School is about to begin again. This will be my last semester until graduation, which means I’ll be student teaching. I’m nervous about this, but ready for it to begin. I think I’m more anxious than anything for it to just be over with, that way I can finally get hired somewhere and begin a new chapter of my life. It’s what I’ve been working toward for the last two years now.
Anyway, the other day I went to the store to pick up some things I knew I’d be needing for school; mostly new clothes, since I didn’t have enough formal attire for teaching that would satisfy being in a school five days a week (khaki pants and dress shirts). Like most people, I wear underwear, and that being the case, I knew it wouldn’t hurt to pick up a few new pairs while I was at it. So, I found myself walking down the underwear aisle. You might imagine that this is an aisle frequented mostly by men, but you’d be wrong in assuming that. It never fails that whenever I go to pick out underwear the aisle has at least one or two women standing around—no doubt shopping for their husbands—and I usually turn out to be the only guy around. Now, I don’t know if women find it awkward for men to be in the ladies underwear aisles (for whatever reason they would be), but I’ll admit I find it quite awkward to be choosing, and thereby announcing, what sort of underwear I wear in front of women. It almost, in a weird sort of way, just makes me feel naked in front of them, as if all of a sudden I’m stripped right down to my underwear. Because of this, I try to avoid going down the men’s underwear aisle until it is in the clear (though this is nearly impossible, because for every women that leaves, another seems to always show up, which just makes me end up wanting to scream for all of them to get out of the place—though I never actually have).
Not only do I find it awkward picking out underwear with women staring over my shoulder, but being of the sexual persuasion I am, I admit it seems a bit awkward to go walking down an aisle looking at a bunch of packages with almost completely naked (and usually good looking) men plastered all over their covers. I often find myself holding my breath and my heart rate increasing while in this aisle, which just makes me a bit self-conscious, wondering if my appeal to the imagery is noticeable to others. I do try not to look too long at any of the packages. I know which type of underwear I generally like (and to satisfy any curiosities, I’ll tell you it’s Hanes boxer briefs) and so I can usually just get them and go and all remains good in the world. But there are times when I can’t find the usual and do have to do some looking to decide what I want.

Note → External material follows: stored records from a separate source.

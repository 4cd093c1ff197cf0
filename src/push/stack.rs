//! Typed value stacks.
//!
//! Every operation here is total: popping an empty stack yields `None`, and
//! the rearranging operations do nothing when there are too few elements.
//! Evolved programs lean on this heavily, since most random instruction
//! sequences are short of arguments at some point.

use std::fmt;

/// A LIFO stack. Index 0 is the bottom, `len() - 1` the top.
#[derive(Debug, Clone, PartialEq)]
pub struct Stack<T> {
    items: Vec<T>,
}

impl<T> Default for Stack<T> {
    fn default() -> Self {
        Self { items: Vec::new() }
    }
}

impl<T: Clone> Stack<T> {
    pub fn new() -> Self {
        Self::default()
    }

    pub fn len(&self) -> usize {
        self.items.len()
    }

    pub fn is_empty(&self) -> bool {
        self.items.is_empty()
    }

    /// Whether at least `n` elements are present.
    pub fn has(&self, n: usize) -> bool {
        self.items.len() >= n
    }

    pub fn push(&mut self, value: T) {
        self.items.push(value);
    }

    pub fn pop(&mut self) -> Option<T> {
        self.items.pop()
    }

    /// Element at absolute position `index` counted from the bottom.
    pub fn peek(&self, index: usize) -> Option<&T> {
        self.items.get(index)
    }

    pub fn top(&self) -> Option<&T> {
        self.items.last()
    }

    pub fn clear(&mut self) {
        self.items.clear();
    }

    pub fn dup(&mut self) {
        if let Some(top) = self.items.last().cloned() {
            self.items.push(top);
        }
    }

    pub fn swap(&mut self) {
        let n = self.items.len();
        if n > 1 {
            self.items.swap(n - 1, n - 2);
        }
    }

    /// Rotate the top three: the third element moves to the top.
    pub fn rot(&mut self) {
        let n = self.items.len();
        if n > 2 {
            self.items[n - 3..].rotate_left(1);
        }
    }

    /// Clamp a depth into `[0, len - 1]` and translate it to a slot index.
    fn slot_for_depth(&self, depth: i64) -> Option<usize> {
        let n = self.items.len();
        if n == 0 {
            return None;
        }
        let depth = depth.clamp(0, n as i64 - 1) as usize;
        Some(n - 1 - depth)
    }

    /// Move the element at `depth` to the top.
    pub fn yank(&mut self, depth: i64) {
        if let Some(slot) = self.slot_for_depth(depth) {
            let value = self.items.remove(slot);
            self.items.push(value);
        }
    }

    /// Copy the element at `depth` onto the top.
    pub fn yankdup(&mut self, depth: i64) {
        if let Some(slot) = self.slot_for_depth(depth) {
            let value = self.items[slot].clone();
            self.items.push(value);
        }
    }

    /// Move the top element down to `depth`.
    pub fn shove(&mut self, depth: i64) {
        if let Some(slot) = self.slot_for_depth(depth) {
            if let Some(value) = self.items.pop() {
                self.items.insert(slot, value);
            }
        }
    }

    pub fn iter(&self) -> impl DoubleEndedIterator<Item = &T> {
        self.items.iter()
    }
}

impl<T: fmt::Display> fmt::Display for Stack<T> {
    /// Prints top first, as Push inspectors do.
    fn fmt(&self, f: &mut fmt::Formatter<'_>) -> fmt::Result {
        write!(f, "[")?;
        for (i, item) in self.items.iter().rev().enumerate() {
            if i > 0 {
                write!(f, " ")?;
            }
            write!(f, "{}", item)?;
        }
        write!(f, "]")
    }
}

#[cfg(test)]
mod tests {
    use super::*;

    fn stack_of(values: &[i32]) -> Stack<i32> {
        let mut stack = Stack::new();
        for v in values {
            stack.push(*v);
        }
        stack
    }

    #[test]
    fn test_rot_brings_third_to_top() {
        let mut stack = stack_of(&[1, 2, 3, 4]);
        stack.rot();
        assert_eq!(stack.iter().copied().collect::<Vec<_>>(), vec![1, 3, 4, 2]);
    }

    #[test]
    fn test_yank_clamps_depth() {
        let mut stack = stack_of(&[1, 2, 3]);
        stack.yank(99);
        assert_eq!(stack.iter().copied().collect::<Vec<_>>(), vec![2, 3, 1]);

        let mut stack = stack_of(&[1, 2, 3]);
        stack.yank(-4);
        assert_eq!(stack.iter().copied().collect::<Vec<_>>(), vec![1, 2, 3]);
    }

    #[test]
    fn test_yankdup_copies() {
        let mut stack = stack_of(&[1, 2, 3]);
        stack.yankdup(1);
        assert_eq!(stack.iter().copied().collect::<Vec<_>>(), vec![1, 2, 3, 2]);
    }

    #[test]
    fn test_shove_moves_top_down() {
        let mut stack = stack_of(&[1, 2, 3]);
        stack.shove(2);
        assert_eq!(stack.iter().copied().collect::<Vec<_>>(), vec![3, 1, 2]);

        let mut stack = stack_of(&[1, 2, 3]);
        stack.shove(0);
        assert_eq!(stack.iter().copied().collect::<Vec<_>>(), vec![1, 2, 3]);
    }

    #[test]
    fn test_small_stacks_are_noops() {
        let mut stack: Stack<i32> = Stack::new();
        stack.dup();
        stack.swap();
        stack.rot();
        stack.yank(1);
        stack.shove(1);
        assert!(stack.is_empty());
        assert_eq!(stack.pop(), None);

        let mut stack = stack_of(&[7, 8]);
        stack.rot();
        assert_eq!(stack.iter().copied().collect::<Vec<_>>(), vec![7, 8]);
    }

    #[test]
    fn test_display_top_first() {
        let stack = stack_of(&[1, 2, 3]);
        assert_eq!(stack.to_string(), "[3 2 1]");
    }
}
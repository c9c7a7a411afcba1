//! Error types for the liftxp_core library.

use std::io;
use uuid::Uuid;

/// Result type alias using our Error type
pub type Result<T> = std::result::Result<T, Error>;

/// Core error type for liftxp_core operations
#[derive(Debug, thiserror::Error)]
pub enum Error {
    /// IO error occurred
    #[error("IO error: {0}")]
    Io(#[from] io::Error),

    /// JSON serialization/deserialization error
    #[error("JSON error: {0}")]
    Json(#[from] serde_json::Error),

    /// CSV error
    #[error("CSV error: {0}")]
    Csv(#[from] csv::Error),

    /// TOML parsing error
    #[error("TOML error: {0}")]
    Toml(#[from] toml::de::Error),

    /// Configuration validation error
    #[error("Configuration error: {0}")]
    Config(String),

    /// Workout form input rejected before touching any store
    #[error("Invalid input: {0}")]
    InvalidInput(String),

    /// The trainee has no avatar to accrue XP on
    #[error("No avatar found for user '{user_id}' - select an avatar first")]
    NoAvatar { user_id: String },

    /// The trainee already picked an avatar
    #[error("User '{user_id}' already has an avatar")]
    AvatarExists { user_id: String },

    /// Referenced workout log does not exist
    #[error("Workout log {0} not found")]
    LogNotFound(Uuid),

    /// Generic error
    #[error("{0}")]
    Other(String),
}
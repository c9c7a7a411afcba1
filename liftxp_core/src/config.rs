//! Configuration file support for liftxp.
//!
//! Configuration is loaded from `$XDG_CONFIG_HOME/liftxp/config.toml`.

use crate::{Error, Result};
use serde::{Deserialize, Serialize};
use std::path::{Path, PathBuf};

/// Application configuration
#[derive(Clone, Debug, Serialize, Deserialize, Default)]
pub struct Config {
    #[serde(default)]
    pub data: DataConfig,

    #[serde(default)]
    pub xp: XpRules,

    #[serde(default)]
    pub logging: LoggingConfig,
}

/// Log output configuration; `RUST_LOG` still takes precedence
#[derive(Clone, Debug, Serialize, Deserialize)]
pub struct LoggingConfig {
    #[serde(default = "default_log_level")]
    pub level: String,
}

impl Default for LoggingConfig {
    fn default() -> Self {
        Self {
            level: default_log_level(),
        }
    }
}

/// Data storage configuration
#[derive(Clone, Debug, Serialize, Deserialize)]
pub struct DataConfig {
    #[serde(default = "default_data_dir")]
    pub data_dir: PathBuf,
}

impl Default for DataConfig {
    fn default() -> Self {
        Self {
            data_dir: default_data_dir(),
        }
    }
}

/// XP award and leveling constants
#[derive(Clone, Debug, Serialize, Deserialize, PartialEq)]
pub struct XpRules {
    /// Flat award to the attribute a muscle group maps to
    #[serde(default = "default_base_award")]
    pub base_award: u64,

    /// Endurance bonus per unit of weight x reps
    #[serde(default = "default_endurance_factor")]
    pub endurance_factor: f64,

    /// Vitality awarded for every logged workout
    #[serde(default = "default_vitality_award")]
    pub vitality_award: u64,

    /// Discipline awarded on the Nth workout of the week
    #[serde(default = "default_discipline_award")]
    pub discipline_award: u64,

    /// Which workout of the week (1-based) earns the discipline award
    #[serde(default = "default_discipline_threshold")]
    pub discipline_threshold: u32,

    /// XP scale of the level curve
    #[serde(default = "default_level_divisor")]
    pub level_divisor: f64,

    /// Exponent of the level curve
    #[serde(default = "default_level_exponent")]
    pub level_exponent: f64,
}

impl Default for XpRules {
    fn default() -> Self {
        Self {
            base_award: default_base_award(),
            endurance_factor: default_endurance_factor(),
            vitality_award: default_vitality_award(),
            discipline_award: default_discipline_award(),
            discipline_threshold: default_discipline_threshold(),
            level_divisor: default_level_divisor(),
            level_exponent: default_level_exponent(),
        }
    }
}

impl XpRules {
    /// Reject rule sets that would make the level curve undefined
    pub fn validate(&self) -> Result<()> {
        if !(self.level_divisor.is_finite() && self.level_divisor > 0.0) {
            return Err(Error::Config(format!(
                "xp.level_divisor must be positive, got {}",
                self.level_divisor
            )));
        }
        if !(self.level_exponent.is_finite() && self.level_exponent > 0.0) {
            return Err(Error::Config(format!(
                "xp.level_exponent must be positive, got {}",
                self.level_exponent
            )));
        }
        if !(self.endurance_factor.is_finite() && self.endurance_factor >= 0.0) {
            return Err(Error::Config(format!(
                "xp.endurance_factor must be non-negative, got {}",
                self.endurance_factor
            )));
        }
        if self.discipline_threshold == 0 {
            return Err(Error::Config(
                "xp.discipline_threshold must be at least 1".into(),
            ));
        }
        Ok(())
    }
}

// Default value functions
fn default_data_dir() -> PathBuf {
    let base = dirs::data_local_dir()
        .or_else(|| dirs::home_dir().map(|home| home.join(".local/share")))
        .unwrap_or_else(|| PathBuf::from("."));
    base.join("liftxp")
}

fn default_log_level() -> String {
    "info".to_string()
}

fn default_base_award() -> u64 {
    50
}

fn default_endurance_factor() -> f64 {
    0.1
}

fn default_vitality_award() -> u64 {
    5
}

fn default_discipline_award() -> u64 {
    20
}

fn default_discipline_threshold() -> u32 {
    3
}

fn default_level_divisor() -> f64 {
    100.0
}

fn default_level_exponent() -> f64 {
    0.7
}

impl Config {
    /// Load configuration from the standard config path
    pub fn load() -> Result<Self> {
        let config_path = Self::default_config_path();
        if config_path.exists() {
            Self::load_from(&config_path)
        } else {
            tracing::info!(
                "No config file found at {:?}, using defaults",
                config_path
            );
            Ok(Self::default())
        }
    }

    /// Load configuration from a specific path
    pub fn load_from(path: &Path) -> Result<Self> {
        let contents = std::fs::read_to_string(path)?;
        let config: Config = toml::from_str(&contents)?;
        config.xp.validate()?;
        tracing::info!("Loaded config from {:?}", path);
        Ok(config)
    }

    /// Get the default config file path
    pub fn default_config_path() -> PathBuf {
        let base = dirs::config_dir()
            .or_else(|| dirs::home_dir().map(|home| home.join(".config")))
            .unwrap_or_else(|| PathBuf::from("."));
        base.join("liftxp").join("config.toml")
    }
}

I wonder if the reason the men’s underwear aisle is usually devoid of other men is because, like me, most men just feel uncomfortable being there. If someone sees you looking at how the underwear looks on another guy, will they think you’re gay? I can imagine other men thinking this, whether gay or straight. Most men may just not like seeing all of those pictures of other men. There again, like me, they may just not like choosing their underwear in front of women. As for the women, I suppose they could just be a bunch of pervs who, like me, find the packaging appealing, but, unlike me, feel unabashed about looking.
What do you think?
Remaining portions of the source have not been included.